On Fri, 24 Apr 2026 05:23:58 -0700 Breno Leitao <[email protected]> wrote:
> When the memory failure handler encounters an in-use kernel page that it
> cannot recover (slab, page tables, kernel stacks, vmalloc, etc.), it
> currently logs the error as "Ignored" and continues operation.
>
> This leaves corrupted data accessible to the kernel, which will inevitably
> cause either silent data corruption or a delayed crash when the poisoned
> memory
> is next accessed.
>
> This is a common problem on large fleets.
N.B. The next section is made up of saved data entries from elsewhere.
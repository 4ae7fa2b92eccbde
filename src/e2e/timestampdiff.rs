//! TIMESTAMPADD / TIMESTAMPDIFF end-to-end suite over `lineitem`, `orders`
//! and `nation`.

use crate::e2e::config::{ExecutionMode, Settings};
use crate::e2e::runner::{QueryCase, Runner};
use crate::storage::FileFormat;
use crate::types::error::Result;

pub const QUERY_TYPE: &str = "Timestampdiff";
pub const TABLES: [&str; 3] = ["lineitem", "orders", "nation"];
pub const FILE_FORMATS: [FileFormat; 2] = [FileFormat::Csv, FileFormat::Parquet];

const WORDER: bool = true;
const ACCEPTABLE_DIFFERENCE: f64 = 0.01;
const USE_PERCENTAGE: bool = false;

/// `(id, engine query, SQLite query)`.
const QUERIES: &[(&str, &str, &str)] = &[
    (
        "TEST_01",
        "select l_shipdate, l_commitdate,
                timestampdiff(DAY, l_commitdate, l_shipdate) as diff
            from lineitem limit 20",
        "select l_shipdate, l_commitdate,
                (strftime('%s', l_shipdate) - strftime('%s', l_commitdate)) / 86400 as diff
            from lineitem limit 20",
    ),
    (
        "TEST_02",
        "select l_shipdate, timestampdiff(DAY, date '1970-01-01', l_shipdate) as diff
            from lineitem limit 20",
        "select l_shipdate, strftime('%s', l_shipdate) / 86400 as diff
            from lineitem limit 20",
    ),
    (
        "TEST_03",
        "select * from orders
            where timestampdiff(DAY, date '1995-02-04', o_orderdate) < 25",
        "select * from orders
            where (strftime('%s', o_orderdate) - strftime('%s', '1995-02-04')) / 86400 < 25",
    ),
    (
        "TEST_04",
        "select o_orderdate, TIMESTAMPADD(DAY, 4, o_orderdate) as add_day_col
            from orders order by o_orderkey limit 150",
        "select o_orderdate, date(o_orderdate, '+4 days') as add_day_col
            from orders order by o_orderkey limit 150",
    ),
    (
        "TEST_05",
        "select o_orderdate, TIMESTAMPADD(HOUR, 12, o_orderdate) as add_hour_col
            from orders order by o_orderkey limit 450",
        "select o_orderdate, datetime(o_orderdate, '+12 hours') as add_hour_col
            from orders order by o_orderkey limit 450",
    ),
    (
        "TEST_06",
        "select o_orderdate, TIMESTAMPADD(MINUTE, 42, o_orderdate) as add_minute_col
            from orders order by o_orderkey limit 350",
        "select o_orderdate, datetime(o_orderdate, '+42 minutes') as add_minute_col
            from orders order by o_orderkey limit 350",
    ),
    (
        "TEST_07",
        "select o_orderdate, TIMESTAMPADD(SECOND, 21, o_orderdate) as add_second_col
            from orders order by o_orderkey limit 250",
        "select o_orderdate, datetime(o_orderdate, '+21 seconds') as add_second_col
            from orders order by o_orderkey limit 250",
    ),
    (
        "TEST_08",
        "select o_orderdate,
                TIMESTAMPADD(DAY, 18, CAST(o_orderdate AS TIMESTAMP)) as add_day_col
            from orders order by o_orderkey limit 250",
        "select o_orderdate, datetime(o_orderdate, '+18 days') as add_day_col
            from orders order by o_orderkey limit 250",
    ),
    (
        "TEST_09",
        "with date_table as (
                select cast(o_orderdate as date) as my_date
                from orders order by o_orderkey limit 10000
            )
            select my_date, timestampadd(DAY, 17, cast(my_date as timestamp)) as add_day_col
            from date_table limit 450",
        "with date_table as (
                select o_orderdate as my_date from orders order by o_orderkey limit 10000
            )
            select my_date, datetime(my_date, '+17 days') as add_day_col
            from date_table limit 450",
    ),
    (
        "TEST_10",
        "with date_table as (
                select cast(o_orderdate as date) as my_date
                from orders order by o_orderkey limit 10000
            )
            select my_date, timestampadd(HOUR, 48, cast(my_date as timestamp)) as add_hour_col
            from date_table limit 450",
        "with date_table as (
                select o_orderdate as my_date from orders order by o_orderkey limit 10000
            )
            select my_date, datetime(my_date, '+48 hours') as add_hour_col
            from date_table limit 450",
    ),
    (
        "TEST_11",
        "with date_table as (
                select cast(o_orderdate as date) as my_date
                from orders order by o_orderkey limit 12000
            )
            select my_date, timestampadd(MINUTE, 75, cast(my_date as timestamp)) as add_minute_col
            from date_table limit 400",
        "with date_table as (
                select o_orderdate as my_date from orders order by o_orderkey limit 12000
            )
            select my_date, datetime(my_date, '+75 minutes') as add_minute_col
            from date_table limit 400",
    ),
    (
        "TEST_12",
        "with date_table as (
                select cast(o_orderdate as date) as my_date
                from orders order by o_orderkey limit 12000
            )
            select my_date, timestampadd(SECOND, 150, cast(my_date as timestamp)) as add_second_col
            from date_table limit 400",
        "with date_table as (
                select o_orderdate as my_date from orders order by o_orderkey limit 12000
            )
            select my_date, datetime(my_date, '+150 seconds') as add_second_col
            from date_table limit 400",
    ),
    (
        "TEST_13",
        "select TIMESTAMPADD(DAY, 22, TIMESTAMP '1995-12-10 02:06:17') as constant_col from nation",
        "select datetime('1995-12-10 02:06:17', '+22 days') as constant_col from nation",
    ),
    (
        "TEST_14",
        "select TIMESTAMPADD(DAY, 92, date '1995-07-06') as constant_col from nation",
        "select date('1995-07-06', '+92 days') as constant_col from nation",
    ),
    (
        "TEST_15",
        "select TIMESTAMPADD(HOUR, 21, TIMESTAMP '1995-12-10 02:06:17') as constant_col from nation",
        "select datetime('1995-12-10 02:06:17', '+21 hours') as constant_col from nation",
    ),
    (
        "TEST_16",
        "select TIMESTAMPADD(HOUR, 78, date '1995-07-06') as constant_col from nation",
        "select datetime('1995-07-06', '+78 hours') as constant_col from nation",
    ),
    (
        "TEST_17",
        "select TIMESTAMPADD(MINUTE, 72, TIMESTAMP '1995-12-10 02:06:17') as constant_col from nation",
        "select datetime('1995-12-10 02:06:17', '+72 minutes') as constant_col from nation",
    ),
    (
        "TEST_18",
        "select TIMESTAMPADD(MINUTE, 47, date '1995-07-06') as constant_col from nation",
        "select datetime('1995-07-06', '+47 minutes') as constant_col from nation",
    ),
    (
        "TEST_19",
        "select TIMESTAMPADD(SECOND, 105, TIMESTAMP '1995-12-10 02:06:17') as constant_col from nation",
        "select datetime('1995-12-10 02:06:17', '+105 seconds') as constant_col from nation",
    ),
    (
        "TEST_20",
        "select TIMESTAMPADD(SECOND, 16, date '1995-07-06') as constant_col from nation",
        "select datetime('1995-07-06', '+16 seconds') as constant_col from nation",
    ),
    (
        "TEST_21",
        "select TIMESTAMPDIFF(DAY, date '1995-07-06', date '1995-02-06') as constant_col from nation",
        "select (strftime('%s', '1995-02-06') - strftime('%s', '1995-07-06')) / 86400 as constant_col
            from nation",
    ),
    (
        "TEST_22",
        "select TIMESTAMPDIFF(DAY, TIMESTAMP '1995-03-06 10:50:00', TIMESTAMP '1995-12-03 19:50:00')
                as constant_col
            from nation",
        "select (strftime('%s', '1995-12-03 19:50:00') - strftime('%s', '1995-03-06 10:50:00')) / 86400
                as constant_col
            from nation",
    ),
    (
        "TEST_23",
        "select TIMESTAMPDIFF(HOUR, date '1995-07-06', date '1995-02-06') as constant_col from nation",
        "select (strftime('%s', '1995-02-06') - strftime('%s', '1995-07-06')) / 3600 as constant_col
            from nation",
    ),
    (
        "TEST_24",
        "select TIMESTAMPDIFF(HOUR, TIMESTAMP '1995-03-06 10:50:00', TIMESTAMP '1995-12-03 19:50:00')
                as constant_col
            from nation",
        "select (strftime('%s', '1995-12-03 19:50:00') - strftime('%s', '1995-03-06 10:50:00')) / 3600
                as constant_col
            from nation",
    ),
    (
        "TEST_25",
        "select TIMESTAMPDIFF(MINUTE, date '1995-07-06', date '1995-02-06') as constant_col from nation",
        "select (strftime('%s', '1995-02-06') - strftime('%s', '1995-07-06')) / 60 as constant_col
            from nation",
    ),
    (
        "TEST_26",
        "select TIMESTAMPDIFF(MINUTE, TIMESTAMP '1995-03-06 10:50:00', TIMESTAMP '1995-12-03 19:50:00')
                as constant_col
            from nation",
        "select (strftime('%s', '1995-12-03 19:50:00') - strftime('%s', '1995-03-06 10:50:00')) / 60
                as constant_col
            from nation",
    ),
    (
        "TEST_27",
        "select TIMESTAMPDIFF(SECOND, date '1995-07-06', date '1995-02-06') as constant_col from nation",
        "select strftime('%s', '1995-02-06') - strftime('%s', '1995-07-06') as constant_col
            from nation",
    ),
    (
        "TEST_28",
        "select TIMESTAMPDIFF(SECOND, TIMESTAMP '1995-03-06 10:50:00', TIMESTAMP '1995-12-03 19:50:00')
                as constant_col
            from nation",
        "select strftime('%s', '1995-12-03 19:50:00') - strftime('%s', '1995-03-06 10:50:00')
                as constant_col
            from nation",
    ),
    (
        "TEST_29",
        "with date_table as (
                select cast(o_orderdate as date) as my_date
                from orders order by o_orderkey limit 10000
            ) select my_date,
                timestampdiff(DAY, CAST(my_date AS TIMESTAMP), TIMESTAMP '1996-12-01 12:00:01')
                    as diff_day_col
            from date_table limit 450",
        "with date_table as (
                select o_orderdate as my_date from orders order by o_orderkey limit 10000
            ) select my_date,
                (strftime('%s', '1996-12-01 12:00:01') - strftime('%s', my_date)) / 86400
                    as diff_day_col
            from date_table limit 450",
    ),
    (
        "TEST_30",
        "with date_table as (
                select cast(o_orderdate as date) as my_date
                from orders order by o_orderkey limit 10000
            ) select my_date,
                timestampdiff(HOUR, CAST(my_date AS TIMESTAMP), TIMESTAMP '1996-12-01 12:00:01')
                    as diff_hour_col
            from date_table limit 450",
        "with date_table as (
                select o_orderdate as my_date from orders order by o_orderkey limit 10000
            ) select my_date,
                (strftime('%s', '1996-12-01 12:00:01') - strftime('%s', my_date)) / 3600
                    as diff_hour_col
            from date_table limit 450",
    ),
    (
        "TEST_31",
        "with date_table as (
                select cast(o_orderdate as date) as my_date from
                orders order by o_orderkey limit 12000
            ) select my_date,
                timestampdiff(MINUTE, CAST(my_date AS TIMESTAMP), TIMESTAMP '1996-12-01 12:00:01')
                    as diff_minute_col
            from date_table limit 400",
        "with date_table as (
                select o_orderdate as my_date from orders order by o_orderkey limit 12000
            ) select my_date,
                (strftime('%s', '1996-12-01 12:00:01') - strftime('%s', my_date)) / 60
                    as diff_minute_col
            from date_table limit 400",
    ),
    (
        "TEST_32",
        "with date_table as (
                select cast(o_orderdate as date) as my_date
                from orders order by o_orderkey limit 12000
            ) select my_date,
                timestampdiff(SECOND, CAST(my_date AS TIMESTAMP), TIMESTAMP '1996-12-01 12:00:01')
                    as diff_second_col
            from date_table limit 400",
        "with date_table as (
                select o_orderdate as my_date from orders order by o_orderkey limit 12000
            ) select my_date,
                strftime('%s', '1996-12-01 12:00:01') - strftime('%s', my_date)
                    as diff_second_col
            from date_table limit 400",
    ),
];

pub fn cases() -> Vec<QueryCase> {
    QUERIES
        .iter()
        .map(|(id, query, reference)| QueryCase {
            worder: WORDER,
            order_by: None,
            acceptable_difference: ACCEPTABLE_DIFFERENCE,
            use_percentage: USE_PERCENTAGE,
            ..QueryCase::new(id, query).with_reference(reference)
        })
        .collect()
}

/// Runs every case once per file format the settings do not skip.
pub fn execution_test(runner: &mut Runner, settings: &Settings) -> Result<()> {
    let cases = cases();

    for file_format in FILE_FORMATS {
        if settings.skip_test(file_format, QUERY_TYPE) {
            tracing::info!(query_type = QUERY_TYPE, format = %file_format, "skipping format");
            continue;
        }

        runner.create_tables(file_format, &TABLES)?;
        tracing::info!(
            query_type = QUERY_TYPE,
            format = %file_format,
            cases = cases.len(),
            "running suite"
        );
        for case in &cases {
            runner.run_query(case, QUERY_TYPE, file_format);
        }

        // Reference results do not depend on the file format.
        if settings.run.execution_mode == ExecutionMode::Generator {
            break;
        }
    }
    Ok(())
}

#[cfg(test)]
mod tests {
    use super::*;
    use crate::database::Database;
    use crate::parser::SQLParser;

    #[test]
    fn every_case_has_a_unique_id_and_parses() {
        let cases = cases();
        assert_eq!(cases.len(), 32);
        assert_eq!(cases[0].id, "TEST_01");
        assert_eq!(cases[31].id, "TEST_32");

        let parser = SQLParser::new();
        for case in &cases {
            assert!(parser.parse(&case.query).is_ok(), "{} does not parse", case.id);
            assert!(case.reference_query.is_some());
        }
    }

    #[test]
    fn constant_cases_evaluate_without_tables() {
        let db = Database::new();
        let result = db
            .execute(
                "select TIMESTAMPDIFF(DAY, TIMESTAMP '1995-03-06 10:50:00', TIMESTAMP '1995-12-03 19:50:00')",
            )
            .unwrap();
        assert_eq!(result.into_rows()[0][0].to_string(), "272");
    }
}
pub mod catalog;
pub mod database;
pub mod e2e;
pub mod executor;
pub mod optimizer;
pub mod parser;
pub mod planner;
pub mod storage;
pub mod types;
use sqlparser::ast::Expr;

use crate::executor::expression::ExprEvaluator;
use crate::storage::{StorageReader, TableSource};
use crate::types::error::Result;
use crate::types::{Chunk, OutputSchema};

use super::Executor;

pub struct Scan {
    filter: Option<Expr>,
    output_schema: OutputSchema,

    reader: Box<dyn StorageReader>,
}

impl Scan {
    pub fn new(
        table: String,
        source: TableSource,
        filter: Option<Expr>,
        output_schema: OutputSchema,
    ) -> Result<Box<Scan>> {
        tracing::debug!(table = %table, files = source.files.len(), format = %source.format, "scanning table");

        Ok(Box::new(Scan {
            reader: source.open(),
            filter,
            output_schema,
        }))
    }
}

impl Executor for Scan {
    fn next_chunk(&mut self) -> Result<Chunk> {
        loop {
            let mut chunk = self.reader.next_chunk()?;
            let filter = match &self.filter {
                Some(filter) if !chunk.is_empty() => filter,
                _ => return Ok(chunk),
            };

            let mut kept = Vec::with_capacity(chunk.len());
            for row in chunk.rows.drain(..) {
                if ExprEvaluator::predicate(filter, &row, &self.output_schema)? {
                    kept.push(row);
                }
            }
            // an all-filtered chunk must not read as end of input
            if !kept.is_empty() {
                return Ok(Chunk::new(kept));
            }
        }
    }

    fn get_output_schema(&self) -> OutputSchema {
        self.output_schema.clone()
    }
}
We frequently observe multi-bit ECC
> errors hitting kernel slab pages, where memory_failure() fails to recover them
> and the system crashes later at an unrelated code path, making root cause
> analysis unnecessarily difficult.
>
> Here is one specific example from production on an arm64 server: a multi-bit
> ECC error hit a dentry cache slab page, memory_failure() failed to recover it
> (slab pages are not supported by the hwpoison recovery mechanism), and 67
> seconds later d_lookup() accessed the poisoned cache line causing
> a synchronous external abort:
>
> [88690.479680] [Hardware Error]: error_type: 3, multi-bit ECC
> [88690.498473] Memory failure: 0x40272d: unhandlable page.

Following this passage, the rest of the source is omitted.